Trump administration wants order for McGahn testimony put on hold

Trump administration wants order for McGahn testimony put on hold

A federal judge in Washington, D.C., on Wednesday put a temporary hold on a ruling earlier this week requiring former White House counsel Don McGahn to testify before the House in its impeachment inquiry.

Justice Department lawyers wrote in the new filing that the appeals court should block the ruling before Trump is "irreparably injured by the compelled congressional testimony of a former close adviser".

Jackson in her ruling rejected the White House's "absolute immunity" argument to prevent McGahn from appearing to testifying, saying that McGahn is required to appear before the House Judiciary Committee for testimony but is allowed to assert privilege on questions asked during a hearing, where appropriate.

McGahn's subpoena was issued in the Judiciary Committee's investigation into whether President Trump obstructed justice in trying to impede special counsel Robert Mueller's investigation into Russian meddling during the 2016 presidential election campaign. And Jackson's ruling on Monday dropped a hammer on the White House's argument, making it that much more hard for Trump to keep stonewalling Congress in its impeachment inquiry.

Justice Department lawyers who instruct McGahn appealed the ruling rapidly, asking the courts to retain off his testimony until the DC Circuit Court docket of Appeals can weigh in. That could take the case to the Supreme Court, and in the meantime, the department could seek a court stay to prevent McGahn or others from speaking before the two committees.

After Jackson's ruling on Monday, in which she rejected the government's claim that senior White House advisers are absolutely immune to congressional subpoenas, the Justice Department immediately filed notice that it would appeal.

At least for now, former White House counsel Don McGahn won't have to testify to the House of Representatives.

Bolton, who left his White House job in September, has joined a separate lawsuit filed by Kupperman seeking a ruling on whether they must comply with a House subpoena. When asked about that, Secretary of State Mike Pompeo dodged the suggestion.

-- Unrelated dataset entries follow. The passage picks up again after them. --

use std::path::Path;

use leadform_core::{FormId, Page};
use serde::{Deserialize, Serialize};

use crate::{CliError, CliResult};

/// Load a page description; `.json` files are read as JSON, anything else as TOML.
pub fn load_page(path: &Path) -> CliResult<Page> {
    let content = std::fs::read_to_string(path)?;
    let page = if is_json(path) {
        serde_json::from_str(&content)?
    } else {
        toml::from_str(&content)?
    };
    Ok(page)
}

fn is_json(path: &Path) -> bool {
    path.extension()
        .is_some_and(|ext| ext.eq_ignore_ascii_case("json"))
}

/// One user interaction replayed against the page.
#[derive(Debug, Clone, PartialEq, Eq, Serialize, Deserialize)]
#[serde(tag = "action", rename_all = "snake_case")]
pub enum Step {
    Select { form: FormId, value: String },
    Input { form: FormId, class: String, value: String },
    Submit { form: FormId },
    Retry,
    Acknowledge {
        #[serde(default)]
        modal: Option<String>,
    },
}

#[derive(Debug, Clone, Default, PartialEq, Eq, Serialize, Deserialize)]
pub struct Script {
    #[serde(default)]
    pub steps: Vec<Step>,
}

pub fn load_script(path: &Path) -> CliResult<Script> {
    let content = std::fs::read_to_string(path)?;
    let script: Script = if is_json(path) {
        serde_json::from_str(&content)?
    } else {
        toml::from_str(&content)?
    };
    if script.steps.is_empty() {
        return Err(CliError::InvalidConfig(format!(
            "{} contains no steps",
            path.display()
        )));
    }
    Ok(script)
}

#[cfg(test)]
mod tests {
    use super::*;

    #[test]
    fn script_steps_parse_from_toml() {
        let script: Script = toml::from_str(
            r#"
            [[steps]]
            action = "select"
            form = 1
            value = "Email"

            [[steps]]
            action = "input"
            form = 1
            class = "input-email"
            value = "lead@example.com"

            [[steps]]
            action = "submit"
            form = 1

            [[steps]]
            action = "acknowledge"
            "#,
        )
        .expect("parse script");
        assert_eq!(script.steps.len(), 4);
        assert_eq!(
            script.steps[0],
            Step::Select {
                form: FormId(1),
                value: "Email".to_string()
            }
        );
        assert_eq!(script.steps[3], Step::Acknowledge { modal: None });
    }

    #[test]
    fn page_parses_from_toml() {
        let page: Page = toml::from_str(
            r#"
            [[forms]]
            classes = ["form", "cta-bottom__form"]

            [[forms.controls]]
            class = "input-name"

            [[forms.controls]]
            class = "input-tel"
            "#,
        )
        .expect("parse page");
        assert_eq!(page.forms.len(), 1);
        assert!(page.forms[0].is_submission_target());
    }

    #[test]
    fn json_extension_is_case_insensitive() {
        assert!(is_json(Path::new("page.JSON")));
        assert!(!is_json(Path::new("page.toml")));
    }
}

In a letter to House lawmakers, Adam Schiff - chairman of the House Intelligence Committee that is leading the impeachment proceedings - said that after Congress returns from Thanksgiving holiday, his panel is expected to complete a report summarizing key findings relating to allegations that Trump pressured Ukraine to launch investigations that would have benefited him personally.

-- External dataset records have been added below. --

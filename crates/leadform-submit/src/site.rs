//! Page-level runtime: one registration per discovered form.

use std::collections::BTreeMap;
use std::sync::Arc;

use leadform_core::{
    CAPTION_UNSET, ContactMode, Document, Error as CoreError, FieldRule, FormId, FormState,
    MaskController, RuleValidatorFactory, SharedForm, ValidationReport, Validator,
    ValidatorFactory, bind_validator, classes, compute_rules, lock_form, set_contact_mode,
    submit_ready,
};
use tokio::sync::mpsc;
use tokio::task::JoinHandle;
use tracing::{error, info, warn};

use crate::error::SubmitResult;
use crate::pipeline::{Failure, SkipReason, SubmissionPipeline, SubmitOutcome};

/// Events raised by validators and consumed by the site.
#[derive(Debug, Clone, Copy, PartialEq, Eq)]
pub enum SiteEvent {
    ValidSubmit(FormId),
}

/// What pressing a submit or retry button started.
#[derive(Debug)]
pub enum Dispatch {
    /// A request is in flight on its own task.
    Sent(JoinHandle<SubmitOutcome>),
    /// Nothing was sent.
    Skipped(SkipReason),
    /// The validator rejected the form.
    Rejected(ValidationReport),
}

impl Dispatch {
    pub fn is_sent(&self) -> bool {
        matches!(self, Dispatch::Sent(_))
    }

    /// Wait for the request, if any, to settle.
    pub async fn outcome(self) -> SubmitOutcome {
        match self {
            Dispatch::Sent(handle) => handle
                .await
                .unwrap_or_else(|err| SubmitOutcome::Failed(Failure::Transport(err.to_string()))),
            Dispatch::Skipped(reason) => SubmitOutcome::Skipped(reason),
            Dispatch::Rejected(report) => {
                SubmitOutcome::Skipped(SkipReason::Invalid(report.issues.len()))
            }
        }
    }
}

/// Per-form state owned by the site.
pub struct FormRegistration {
    pub id: FormId,
    pub form: SharedForm,
    pub mode: ContactMode,
    mask: MaskController,
    validator: Option<Box<dyn Validator>>,
    rules: Vec<FieldRule>,
}

impl FormRegistration {
    fn new(id: FormId, form: SharedForm) -> Self {
        Self {
            id,
            form,
            mode: ContactMode::Unset,
            mask: MaskController::phone(),
            validator: None,
            rules: Vec::new(),
        }
    }

    pub fn rules(&self) -> &[FieldRule] {
        &self.rules
    }

    pub fn mask(&self) -> &MaskController {
        &self.mask
    }

    pub fn has_validator(&self) -> bool {
        self.validator.is_some()
    }
}

/// Wires every lead form on a page to its validator and the pipeline.
pub struct FormSite {
    document: Document,
    registrations: BTreeMap<FormId, FormRegistration>,
    factory: Box<dyn ValidatorFactory>,
    pipeline: Arc<SubmissionPipeline>,
    events_tx: mpsc::UnboundedSender<SiteEvent>,
    events_rx: mpsc::UnboundedReceiver<SiteEvent>,
}

impl FormSite {
    pub fn new(document: Document, pipeline: SubmissionPipeline) -> Self {
        Self::with_factory(document, pipeline, Box::new(RuleValidatorFactory))
    }

    pub fn with_factory(
        document: Document,
        pipeline: SubmissionPipeline,
        factory: Box<dyn ValidatorFactory>,
    ) -> Self {
        let (events_tx, events_rx) = mpsc::unbounded_channel();
        Self {
            document,
            registrations: BTreeMap::new(),
            factory,
            pipeline: Arc::new(pipeline),
            events_tx,
            events_rx,
        }
    }

    /// Discover lead forms and bind each one. A form whose setup fails is
    /// logged and left unregistered; the others are unaffected.
    pub fn init(&mut self) -> Vec<FormId> {
        let mut ready = Vec::new();
        for (id, form) in self.document.discover_forms() {
            if let Some(group) = lock_form(&form).contact_group.as_mut() {
                group.caption = CAPTION_UNSET.to_string();
            }
            self.registrations
                .insert(id, FormRegistration::new(id, form));
            match self.rebind(id) {
                Ok(mode) => {
                    info!(event = "form_registered", form = %id, mode = %mode);
                    ready.push(id);
                }
                Err(err) => {
                    error!(event = "form_setup_failed", form = %id, error = %err);
                    self.registrations.remove(&id);
                }
            }
        }
        ready
    }

    /// Rebuild the form's contact controls, rules and validator from scratch.
    pub fn rebind(&mut self, id: FormId) -> SubmitResult<ContactMode> {
        let registration = self
            .registrations
            .get_mut(&id)
            .ok_or_else(|| CoreError::Configuration(format!("form {id} is not registered")))?;

        let (mode, rules) = {
            let mut form = lock_form(&registration.form);
            if let Some(mut previous) = registration.validator.take() {
                previous.destroy(&mut form);
            }
            let mode = FormState::capture(id, &form).mode();
            set_contact_mode(&mut form, id, mode, &mut registration.mask);
            let rules = compute_rules(&FormState::capture(id, &form));
            (mode, rules)
        };

        let mut validator =
            bind_validator(&self.document, id, Some(rules.clone()), self.factory.as_ref())?;
        let events = self.events_tx.clone();
        validator.on_valid_submit(Box::new(move |form| {
            if events.send(SiteEvent::ValidSubmit(form)).is_err() {
                warn!(event = "event_bus_closed", form = %form);
            }
        }));

        registration.validator = Some(validator);
        registration.rules = rules;
        registration.mode = mode;
        refresh_readiness(registration);
        Ok(mode)
    }

    /// Contact selector changed.
    pub fn select_contact(&mut self, id: FormId, value: &str) -> SubmitResult<ContactMode> {
        let registration = self.registration_result(id)?;
        let found = lock_form(&registration.form).set_value(classes::SELECT, value);
        if !found {
            return Err(CoreError::Configuration(format!("form {id} has no contact selector")).into());
        }
        self.rebind(id)
    }

    /// User typed into a control. Phone input goes through the mask; a new
    /// contact selector value rebinds the form.
    pub fn input(&mut self, id: FormId, class: &str, value: &str) -> SubmitResult<()> {
        if class == classes::SELECT {
            return self.select_contact(id, value).map(|_| ());
        }
        let registration = self.registration_result(id)?;
        let value = if class == classes::PHONE {
            registration.mask.apply(value)
        } else {
            value.to_string()
        };
        {
            let mut form = lock_form(&registration.form);
            let Some(control) = form.control_mut(class) else {
                return Err(
                    CoreError::Configuration(format!("form {id} has no control .{class}")).into(),
                );
            };
            control.filled = !value.is_empty();
            control.value = value;
        }
        refresh_readiness(registration);
        Ok(())
    }

    /// Submit through the validator gate. A valid form enters `submitting`
    /// right away and its request runs on a spawned task, so the site stays
    /// usable while it is in flight.
    pub fn submit(&mut self, id: FormId) -> SubmitResult<Dispatch> {
        let registration = self
            .registrations
            .get_mut(&id)
            .ok_or_else(|| CoreError::Configuration(format!("form {id} is not registered")))?;
        let report = {
            let mut form = lock_form(&registration.form);
            match registration.validator.as_mut() {
                Some(validator) => validator.handle_submit(&mut form),
                None => {
                    return Err(
                        CoreError::Configuration(format!("form {id} has no validator")).into(),
                    );
                }
            }
        };

        let mut dispatch = None;
        while let Ok(SiteEvent::ValidSubmit(form_id)) = self.events_rx.try_recv() {
            if let Some(started) = self.dispatch(form_id)
                && form_id == id
            {
                dispatch = Some(started);
            }
        }
        Ok(dispatch.unwrap_or(Dispatch::Rejected(report)))
    }

    fn dispatch(&self, id: FormId) -> Option<Dispatch> {
        let form = Arc::clone(&self.registrations.get(&id)?.form);
        let record = match self.pipeline.begin(id, &form) {
            Ok(record) => record,
            Err(reason) => return Some(Dispatch::Skipped(reason)),
        };
        let pipeline = Arc::clone(&self.pipeline);
        Some(Dispatch::Sent(tokio::spawn(async move {
            pipeline.complete(record).await
        })))
    }

    /// "Retry" button of the error modal.
    pub fn retry(&self) -> Dispatch {
        if self.pipeline.store().is_empty() {
            return Dispatch::Skipped(SkipReason::NothingToRetry);
        }
        let pipeline = Arc::clone(&self.pipeline);
        Dispatch::Sent(tokio::spawn(async move { pipeline.retry().await }))
    }

    /// "OK" button of a modal.
    pub fn acknowledge(&self, modal: Option<&str>) {
        self.pipeline.bridge().acknowledge(modal);
    }

    pub fn registration(&self, id: FormId) -> Option<&FormRegistration> {
        self.registrations.get(&id)
    }

    pub fn form_ids(&self) -> Vec<FormId> {
        self.registrations.keys().copied().collect()
    }

    pub fn document(&self) -> &Document {
        &self.document
    }

    pub fn pipeline(&self) -> &SubmissionPipeline {
        &self.pipeline
    }

    fn registration_result(&self, id: FormId) -> SubmitResult<&FormRegistration> {
        self.registrations
            .get(&id)
            .ok_or_else(|| CoreError::Configuration(format!("form {id} is not registered")).into())
    }
}

/// Keep the submit button in step with the bound rules. Left untouched while
/// a request is in flight.
fn refresh_readiness(registration: &FormRegistration) {
    let mut form = lock_form(&registration.form);
    if form.submitting {
        return;
    }
    let ready = submit_ready(&form, &registration.rules);
    form.set_submit_disabled(!ready);
}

The subpoena was issued months before the House opened an impeachment inquiry into the Republican president's actions concerning Ukraine.

The judge ordered McGahn to appear before the House committee and said her conclusion was "inescapable" because a subpoena demand is part of the legal system - not the political process - and "per the Constitution, no one is above the law". During that time, McGahn would not have to testify.